=== REQUIRED ACTION ===
Scanning the entries below, copy every line that contains the word "crates".

********************

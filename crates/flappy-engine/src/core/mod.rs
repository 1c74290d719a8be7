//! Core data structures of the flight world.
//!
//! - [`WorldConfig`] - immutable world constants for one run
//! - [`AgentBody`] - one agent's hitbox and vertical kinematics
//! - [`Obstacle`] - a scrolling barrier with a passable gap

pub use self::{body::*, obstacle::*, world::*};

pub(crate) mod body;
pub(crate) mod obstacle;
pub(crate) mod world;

********************

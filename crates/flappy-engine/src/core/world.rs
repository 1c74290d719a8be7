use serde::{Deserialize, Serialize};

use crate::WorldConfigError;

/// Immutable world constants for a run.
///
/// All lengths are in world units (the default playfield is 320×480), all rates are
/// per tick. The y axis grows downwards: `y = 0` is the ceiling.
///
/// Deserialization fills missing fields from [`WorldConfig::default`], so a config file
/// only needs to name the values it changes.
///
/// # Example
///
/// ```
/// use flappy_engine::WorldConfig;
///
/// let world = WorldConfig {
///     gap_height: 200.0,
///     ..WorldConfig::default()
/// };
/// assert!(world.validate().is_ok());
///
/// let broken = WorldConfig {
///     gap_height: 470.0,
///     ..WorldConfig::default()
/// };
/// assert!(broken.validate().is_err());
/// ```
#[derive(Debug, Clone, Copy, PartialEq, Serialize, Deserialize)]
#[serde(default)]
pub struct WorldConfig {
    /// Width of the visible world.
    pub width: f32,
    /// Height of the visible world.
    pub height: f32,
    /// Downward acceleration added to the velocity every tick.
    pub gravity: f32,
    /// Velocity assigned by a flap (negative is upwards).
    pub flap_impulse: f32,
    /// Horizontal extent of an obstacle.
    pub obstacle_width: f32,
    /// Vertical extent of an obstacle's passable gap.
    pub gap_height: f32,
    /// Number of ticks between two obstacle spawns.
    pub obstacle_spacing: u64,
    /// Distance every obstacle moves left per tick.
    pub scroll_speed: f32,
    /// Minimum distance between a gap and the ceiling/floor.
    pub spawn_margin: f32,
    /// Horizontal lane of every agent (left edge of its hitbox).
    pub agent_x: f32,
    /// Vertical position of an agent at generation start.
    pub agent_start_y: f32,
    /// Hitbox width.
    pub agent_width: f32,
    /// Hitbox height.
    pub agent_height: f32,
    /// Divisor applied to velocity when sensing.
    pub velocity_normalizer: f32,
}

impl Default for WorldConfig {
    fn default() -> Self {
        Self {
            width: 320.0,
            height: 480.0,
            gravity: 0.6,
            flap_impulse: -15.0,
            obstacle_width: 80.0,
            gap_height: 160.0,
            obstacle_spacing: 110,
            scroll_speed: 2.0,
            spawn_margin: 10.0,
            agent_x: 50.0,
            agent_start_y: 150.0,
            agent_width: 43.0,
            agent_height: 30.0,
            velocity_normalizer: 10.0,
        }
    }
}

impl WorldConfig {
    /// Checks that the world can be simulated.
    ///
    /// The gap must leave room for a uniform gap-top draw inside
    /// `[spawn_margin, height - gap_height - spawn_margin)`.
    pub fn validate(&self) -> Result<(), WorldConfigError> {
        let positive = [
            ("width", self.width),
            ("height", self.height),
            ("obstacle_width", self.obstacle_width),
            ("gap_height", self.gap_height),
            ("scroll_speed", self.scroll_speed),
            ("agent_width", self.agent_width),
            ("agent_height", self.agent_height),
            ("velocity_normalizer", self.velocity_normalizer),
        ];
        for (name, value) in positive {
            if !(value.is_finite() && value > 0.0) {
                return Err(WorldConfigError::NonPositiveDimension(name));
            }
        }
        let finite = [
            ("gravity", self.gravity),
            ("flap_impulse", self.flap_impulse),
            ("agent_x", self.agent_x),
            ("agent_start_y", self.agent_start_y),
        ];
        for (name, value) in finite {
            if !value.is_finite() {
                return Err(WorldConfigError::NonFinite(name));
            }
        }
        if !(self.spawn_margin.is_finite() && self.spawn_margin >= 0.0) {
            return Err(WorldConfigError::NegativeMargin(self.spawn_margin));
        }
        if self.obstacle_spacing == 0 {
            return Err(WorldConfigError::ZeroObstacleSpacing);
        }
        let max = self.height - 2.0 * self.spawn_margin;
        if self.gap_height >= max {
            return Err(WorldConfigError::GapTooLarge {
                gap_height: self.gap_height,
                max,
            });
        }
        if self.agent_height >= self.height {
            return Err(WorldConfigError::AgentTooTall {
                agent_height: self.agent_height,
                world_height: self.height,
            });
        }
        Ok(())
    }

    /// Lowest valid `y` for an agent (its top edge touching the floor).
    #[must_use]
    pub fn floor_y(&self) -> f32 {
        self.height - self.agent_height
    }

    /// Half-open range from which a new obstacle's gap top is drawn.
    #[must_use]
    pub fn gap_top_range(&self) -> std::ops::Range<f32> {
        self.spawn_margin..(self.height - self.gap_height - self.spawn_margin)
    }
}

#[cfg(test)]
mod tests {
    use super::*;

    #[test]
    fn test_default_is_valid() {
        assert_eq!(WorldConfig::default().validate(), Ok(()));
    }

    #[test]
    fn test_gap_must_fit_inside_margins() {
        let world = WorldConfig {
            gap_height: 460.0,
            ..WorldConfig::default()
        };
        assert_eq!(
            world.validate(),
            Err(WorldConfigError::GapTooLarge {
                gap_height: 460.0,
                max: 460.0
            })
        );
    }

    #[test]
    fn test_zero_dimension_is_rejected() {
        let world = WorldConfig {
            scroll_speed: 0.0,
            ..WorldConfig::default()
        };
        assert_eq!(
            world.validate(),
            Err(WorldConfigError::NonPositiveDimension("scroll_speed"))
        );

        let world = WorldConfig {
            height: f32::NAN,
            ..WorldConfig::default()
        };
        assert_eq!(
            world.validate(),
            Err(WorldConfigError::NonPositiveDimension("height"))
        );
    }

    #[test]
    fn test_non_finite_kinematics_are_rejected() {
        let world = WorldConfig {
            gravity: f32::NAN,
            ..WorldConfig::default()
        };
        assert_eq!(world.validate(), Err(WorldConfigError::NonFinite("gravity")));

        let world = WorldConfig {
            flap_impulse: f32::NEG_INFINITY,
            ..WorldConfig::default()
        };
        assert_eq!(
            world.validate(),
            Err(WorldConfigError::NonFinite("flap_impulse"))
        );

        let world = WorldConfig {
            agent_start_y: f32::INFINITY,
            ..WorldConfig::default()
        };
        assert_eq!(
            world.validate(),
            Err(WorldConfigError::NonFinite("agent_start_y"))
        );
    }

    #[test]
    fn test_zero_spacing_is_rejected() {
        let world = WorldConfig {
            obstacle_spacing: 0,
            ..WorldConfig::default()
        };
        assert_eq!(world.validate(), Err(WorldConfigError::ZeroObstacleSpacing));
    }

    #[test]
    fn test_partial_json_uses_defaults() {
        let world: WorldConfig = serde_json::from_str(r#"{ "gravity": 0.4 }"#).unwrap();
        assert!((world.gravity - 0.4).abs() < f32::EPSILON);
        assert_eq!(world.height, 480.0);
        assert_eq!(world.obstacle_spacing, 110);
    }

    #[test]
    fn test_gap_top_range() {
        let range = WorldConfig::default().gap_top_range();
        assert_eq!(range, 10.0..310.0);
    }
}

********************

=== SOLVED EXERCISE ===
filename crates/flappy-engine/src/core/mod.rs
filename crates/flappy-engine/src/core/world.rs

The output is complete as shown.